Republican jumps into race for Rubio's seat

click to enlarge Republican jumps into race for Rubio's seat (2) - DeSantis for Senate
DeSantis for Senate
Republican jumps into race for Rubio's seat (2)

Just shy of a year and a half before most people give a shit, a Republican Congressman has joined Democrat Patrick Murphy in the race for the U.S. Senate seat Sen. Marco Rubio is leaving to run for "President."

U.S. Rep. Ron DeSantis, who won his seat in 2012, announced today he's ready for primetime.
The News Service of Florida reports he's launching his bid with a call for "limited government," which we assume means the Ponte Vedra Beach Republican would forfeit all the perks he gets for "serving" in Congress if he could, including not getting fired for doing almost nothing.

Here's what he said:

"America needs a new generation of leaders to address the big issues facing the country: alleviating the middle class squeeze and promoting economic opportunity, confronting the significant national security challenges threatening the safety of our people, and reforming the culture of Washington, D.C.," DeSantis said. "As a candidate for Senate, I look forward to offering reforms based on limited government principles that will make our country stronger and more prosperous."

DeSantis isn't exactly your sixpack-plumber-everyman. He got his B.A. from Yale University and a law degree from Harvard. He served as a judge advocate general officer in the Navy and is a lieutenant commander in the Navy reserves.

Florida Democratic Party Chairwoman Allison Tant immediately blasted DeSantis, issuing a statement that sought to paint him as an extremist, reports the News Service of Florida.

"Congressman Ron DeSantis, the poster-boy for Washington's partisan extremism and dysfunction, is in for a rude awakening when he takes his Tea Party record on the road in Florida,'' Tant said in the statement.

She may be right.

The district he represents, Florida's 6th, is red, but not beet red; let's call it a rich burgundy. In 2012 DeSantis beat his opponent 58-42 in 2012 and won by a much larger margin in 2014 as an incumbent. And it was a presidential election year, the only time Democrats go to the polls, if Rick Scott still being governor is any indication.

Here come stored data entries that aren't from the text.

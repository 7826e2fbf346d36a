use clap::{Parser, Subcommand};
use std::sync::Arc;
use tracing::{error, info, warn};

use citybeat_scraper::config::Config;
use citybeat_scraper::logging;
use citybeat_scraper::pipeline::Pipeline;
use citybeat_scraper::registry;
use citybeat_scraper::storage::{InMemoryStorage, Storage};

#[derive(Parser)]
#[command(name = "citybeat_scraper")]
#[command(about = "Multi-city venue event data scraper")]
#[command(version = "0.1.0")]
struct Cli {
    #[command(subcommand)]
    command: Commands,
}

#[derive(Subcommand)]
enum Commands {
    /// Scrape one city's venues
    Scrape {
        /// City to scrape (e.g. vancouver, dublin)
        #[arg(long)]
        city: String,
        /// Specific source ids to run (comma-separated); defaults to all of
        /// the city's venues
        #[arg(long)]
        venues: Option<String>,
    },
    /// Scrape every registered city sequentially
    Run {
        /// Subset of cities (comma-separated); defaults to all
        #[arg(long)]
        cities: Option<String>,
    },
    /// List registered cities and their source ids
    List,
}

async fn run_sources(source_ids: &[String], config: &Config, storage: Arc<dyn Storage>) {
    for source_id in source_ids {
        let span = tracing::info_span!("Running source", source = %source_id);
        let _enter = span.enter();

        let Some(scraper) = registry::create_scraper(source_id, &config.http) else {
            warn!("Unknown source id");
            println!("⚠️  Unknown source: {source_id}");
            continue;
        };
        match Pipeline::run_for_scraper_with_storage(scraper.as_ref(), config, storage.clone())
            .await
        {
            Ok(result) => {
                println!("\n📊 Results for {source_id}:");
                println!("   Candidates: {}", result.total_candidates);
                println!("   Emitted: {}", result.emitted);
                println!(
                    "   Skipped: {} no-date, {} past, {} duplicates",
                    result.skipped_no_date, result.skipped_past, result.duplicates
                );
                println!(
                    "   Storage: {} created, {} updated, {} unchanged",
                    result.created, result.updated, result.unchanged
                );
                if let Some(file) = &result.output_file {
                    println!("   Output file: {file}");
                }
                if !result.errors.is_empty() {
                    warn!("{} errors encountered during run", result.errors.len());
                    println!("\n⚠️  Errors encountered:");
                    for e in &result.errors {
                        println!("   - {e}");
                    }
                }
            }
            Err(e) => {
                // Per-source failures must not stop a sweep.
                error!("Pipeline failed: {}", e);
                println!("❌ Pipeline failed for {source_id}: {e}");
            }
        }
    }
}

fn parse_list(arg: Option<String>) -> Option<Vec<String>> {
    arg.map(|list| {
        list.split(',')
            .map(|s| s.trim().to_string())
            .filter(|s| !s.is_empty())
            .collect()
    })
}

#[tokio::main]
async fn main() -> Result<(), Box<dyn std::error::Error>> {
    dotenv::dotenv().ok();
    logging::init_logging();

    let cli = Cli::parse();
    let config = Config::load()?;

    match cli.command {
        Commands::Scrape { city, venues } => {
            let registered = registry::sources_for_city(&city);
            if registered.is_empty() {
                println!("⚠️  Unknown city: {city}");
                println!("   Known cities: {}", registry::all_cities().join(", "));
                return Ok(());
            }
            let source_ids: Vec<String> = match parse_list(venues) {
                Some(requested) => requested,
                None => registered.iter().map(|s| s.to_string()).collect(),
            };
            println!("🔄 Scraping {city} ({} sources)...", source_ids.len());
            let storage: Arc<dyn Storage> = Arc::new(InMemoryStorage::new());
            run_sources(&source_ids, &config, storage).await;
        }
        Commands::Run { cities } => {
            let cities = match parse_list(cities) {
                Some(list) => list,
                None => registry::all_cities().iter().map(|s| s.to_string()).collect(),
            };
            println!("🚀 Running full sweep across {} cities...", cities.len());
            let storage: Arc<dyn Storage> = Arc::new(InMemoryStorage::new());
            for city in &cities {
                let source_ids: Vec<String> = registry::sources_for_city(city)
                    .iter()
                    .map(|s| s.to_string())
                    .collect();
                if source_ids.is_empty() {
                    println!("⚠️  Unknown city: {city}");
                    continue;
                }
                println!("\n📍 {city}");
                run_sources(&source_ids, &config, storage.clone()).await;
            }
            let total = storage.list_events(None).await?.len();
            info!("Sweep complete: {} events in storage", total);
            println!("\n✅ Sweep complete: {total} events in storage");
        }
        Commands::List => {
            for city in registry::all_cities() {
                println!("{city}:");
                for source_id in registry::sources_for_city(city) {
                    println!("  {source_id}");
                }
            }
        }
    }
    Ok(())
}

In his first Congressional run, he received endorsements from Tea Party groups (and that was in a seven-person GOP primary. Nuts).

A couple years back, editor Pierre Tristam called DeSantis "an ex-corporate lawyer with the personality of a bookend and a push-button doll’s ability to parrot the right-most talking points in a whiny soprano voice."


He's already gotten a shout-out from one of these groups:

"Congressman DeSantis is a fiscal conservative leader who will bring much-needed leadership on important issues to the U.S. Senate,” said FreedomWorks PAC chairman Adam Brandon in a media release. “Congressman DeSantis has been a leader on everything from reducing federal spending, trying to stop ObamaCare, and opposing Common Core. I’m confident that our members will be very excited to help him win in November.”

In case you're wondering, FreedomWorks is a super-conservative group that advocates, ostensibly, for smaller government and lower taxes, and DeSantis is their first endorsement of the loooooong 2016 election season.

It's unclear whether he'll face a primary in August 2016 (!) in which he can let his colors shine.

While the roster of potential GOP candidates has gotten smaller and less big name-y, there are a few people out there who could serve as formidable competition.

Among these is Pinellas County's District 13 Congressman, David Jolly, who said he'll decide on whether to run after his wedding in the summer. Jolly congratulated DeSantis on the decision to run in what will probably be a tough primary, and said (unlike DeSantis) he's focused on doing his actual job and will let ya know if he feels like running for Senate, but don't wait by the phone or anything.

On the Democratic side, U.S. Rep Patrick Murphy has been touring the state for weeks now as an announced candidate.

Murphy was the guy who beat nutter Allen West in 2012. He's a moderate Democrat who's gotten the endorsement of the Democratic Senatorial Campaign Committee, the U.S. Senate's electoral arm. 

Unlike DeSantis, Murphy is accustomed to campaigning in a swing district, and may find it easier to appeal to voters statewide (Jolly, too, actually).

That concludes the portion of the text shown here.